In the wake of the New York Yankees deciding to send highly-touted catching prospect Jesus Montero to AAA Scranton Wilkes-Barre rather than open the season with him as their backup catcher, Wallace Matthews of ESPN New York decries "It is way too early, of course, to pronounce Jesus Montero a bust, or to declare that the New York Yankees' belief in his potential, expressed early, often and loudly all winter long, was a delusion."
Then Matthews sets about the task of doing exactly that -- making the case that the 21-year-old crown jewel of the Yankee farm system is exactly that. A bust. Because the Yankees have decided not to keep him at the major league level.
Matthews says things like:
- " ... there is no other way to look at his demotion on Monday back to Triple-A in favor of Gustavo Molina .., as anything but a blown opportunity."
- He references "the failure of Montero to make the Yankees."
- "Suddenly, Gary Sanchez, an 18-year-old who earlier this spring underwent surgery for a congenital heart ailment, leaps to the head of the Yankees' catching prospect class."
- Matthews says Montero's return to Scranton is "not how the Jesus Montero story was supposed to go."
What do I say to all of that? Hogwash! Wallace, what the heck are you talking about?
First of all, let's start with this. When incumbent backup catcher Francisco Cervelli broke his foot at the beginning of the exhibition season, there was anticipation among the Yankee fan base that the much-ballyhooed Montero would make the Opening Day roster. The Yankees did not say that was impossible, but they never said it was Montero's job to lose, either.

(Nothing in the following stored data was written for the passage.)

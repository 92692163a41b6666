use sea_orm::entity::prelude::*;
use serde::{Deserialize, Serialize};

#[sea_orm::model]
#[derive(Clone, Debug, PartialEq, Eq, DeriveEntityModel, Serialize, Deserialize)]
#[sea_orm(table_name = "post")]
pub struct Model {
    #[sea_orm(primary_key)]
    pub id: i32,

    pub title: String,
    pub link: String,
    /// Tag list exactly as the creator typed it, e.g. "ruby, makers, beginner".
    /// The normalised form lives in `post_tag`.
    pub tags: String,

    pub user_id: i32,
    #[sea_orm(belongs_to, from = "user_id", to = "id")]
    pub user: HasOne<super::user::Entity>,

    #[sea_orm(has_many)]
    pub comments: HasMany<super::comment::Entity>,

    #[sea_orm(has_many)]
    pub likes: HasMany<super::post_like::Entity>,

    #[sea_orm(has_many)]
    pub post_tags: HasMany<super::post_tag::Entity>,

    pub created_at: DateTimeUtc,
    pub updated_at: DateTimeUtc,
}

impl ActiveModelBehavior for ActiveModel {}
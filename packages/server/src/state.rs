use std::sync::Arc;

use sea_orm::DatabaseConnection;

use crate::config::AppConfig;
use crate::oauth::IdentityProvider;

#[derive(Clone)]
pub struct AppState {
    pub db: DatabaseConnection,
    pub config: AppConfig,
    pub identity: Arc<dyn IdentityProvider>,
}
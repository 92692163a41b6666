use std::collections::{HashMap, HashSet};

use sea_orm::prelude::Expr;
use sea_orm::sea_query::Func;
use sea_orm::*;

use crate::entity::{comment, post, post_like, user};
use crate::error::AppError;
use crate::extractors::auth::AuthUser;
use crate::models::post::{PostListItem, PostResponse};
use crate::models::shared::UserSummary;
use crate::utils::ownership::actions;

/// Look up a post by ID, returning 404 if not found.
pub async fn find_post<C: ConnectionTrait>(db: &C, id: i32) -> Result<post::Model, AppError> {
    post::Entity::find_by_id(id)
        .one(db)
        .await?
        .ok_or_else(|| AppError::NotFound("Post not found".into()))
}

/// Look up a comment under the given post, returning 404 if the comment
/// does not exist or belongs to another post.
pub async fn find_comment<C: ConnectionTrait>(
    db: &C,
    post_id: i32,
    comment_id: i32,
) -> Result<comment::Model, AppError> {
    comment::Entity::find_by_id(comment_id)
        .filter(comment::Column::PostId.eq(post_id))
        .one(db)
        .await?
        .ok_or_else(|| AppError::NotFound("Comment not found".into()))
}

/// Load the given users keyed by ID.
pub async fn load_users<C: ConnectionTrait>(
    db: &C,
    ids: impl IntoIterator<Item = i32>,
) -> Result<HashMap<i32, user::Model>, DbErr> {
    let ids: HashSet<i32> = ids.into_iter().collect();
    if ids.is_empty() {
        return Ok(HashMap::new());
    }
    Ok(user::Entity::find()
        .filter(user::Column::Id.is_in(ids))
        .all(db)
        .await?
        .into_iter()
        .map(|u| (u.id, u))
        .collect())
}

pub fn summary(users: &HashMap<i32, user::Model>, id: i32) -> UserSummary {
    users
        .get(&id)
        .map(UserSummary::from)
        .unwrap_or_else(|| UserSummary::unknown(id))
}

/// Decorate posts with creator, counters and the viewer's actions, keeping
/// the input order. Counts are fetched with one grouped query each.
pub async fn post_list_items<C: ConnectionTrait>(
    db: &C,
    viewer: &AuthUser,
    posts: Vec<post::Model>,
) -> Result<Vec<PostListItem>, AppError> {
    if posts.is_empty() {
        return Ok(Vec::new());
    }
    let ids: Vec<i32> = posts.iter().map(|p| p.id).collect();

    let users = load_users(db, posts.iter().map(|p| p.user_id)).await?;

    let like_counts: HashMap<i32, i64> = post_like::Entity::find()
        .select_only()
        .column(post_like::Column::PostId)
        .column_as(
            Expr::expr(Func::count(Expr::col(post_like::Column::UserId))),
            "count",
        )
        .filter(post_like::Column::PostId.is_in(ids.clone()))
        .group_by(post_like::Column::PostId)
        .into_tuple::<(i32, i64)>()
        .all(db)
        .await?
        .into_iter()
        .collect();

    let comment_counts: HashMap<i32, i64> = comment::Entity::find()
        .select_only()
        .column(comment::Column::PostId)
        .column_as(
            Expr::expr(Func::count(Expr::col(comment::Column::Id))),
            "count",
        )
        .filter(comment::Column::PostId.is_in(ids.clone()))
        .group_by(comment::Column::PostId)
        .into_tuple::<(i32, i64)>()
        .all(db)
        .await?
        .into_iter()
        .collect();

    let liked: HashSet<i32> = post_like::Entity::find()
        .select_only()
        .column(post_like::Column::PostId)
        .filter(post_like::Column::UserId.eq(viewer.user_id))
        .filter(post_like::Column::PostId.is_in(ids))
        .into_tuple::<i32>()
        .all(db)
        .await?
        .into_iter()
        .collect();

    Ok(posts
        .into_iter()
        .map(|p| {
            let id = p.id;
            let creator = summary(&users, p.user_id);
            let links = actions(viewer, &p);
            PostListItem {
                post: PostResponse::new(p, links),
                creator,
                like_count: like_counts.get(&id).copied().unwrap_or(0) as u64,
                comment_count: comment_counts.get(&id).copied().unwrap_or(0) as u64,
                liked: liked.contains(&id),
            }
        })
        .collect())
}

Let's be real here. Matthews does call the job of backup catcher "insignificant," which is an insult to John Flaherty, Joe Girardi, Fran Healy and everyone else who has ever filled that role. The point is, though, that Russell Martin was signed to be the starting catcher. Unless Martin went down with an injury, whoever the backup catcher is will only play once, or maybe twice every week.
What team takes a 21-year-old kid who is the top prospect in their minor-league system and whose skills are still developing, and plants him on the bench where he might see 15-to-20 at-bats in a month? That is not how you handle the best player in your farm system. When you bring a player like Montero to the big leagues you bring him there to play, not sit.
My guess, and I have no inside information on this, is that there is no way Montero was making the Opening Day roster unless Martin's surgically-repaired knee acted up and the Yankees needed someone else to catch nearly every day. Matthews, by extension, also labeled the other top catching prospect in camp, Austin Romine, a bust. Romine, had he hit better this Spring, might have made the team for 4-6 weeks as the backup -- since the Yankees and scouts across baseball see Montero as being ahead of him on the prospect scale.
Really, though, this is the logical -- and correct -- move. Do not bring your stud prospects to the big leagues unless you actually have a place for them to play. Let them continue to develop their skills by playing every day. If, at some point, the Yankees need an every day catcher then you bring one of them to the Bronx.
Montero a bust because he is starting the season at AAA? Nonsense!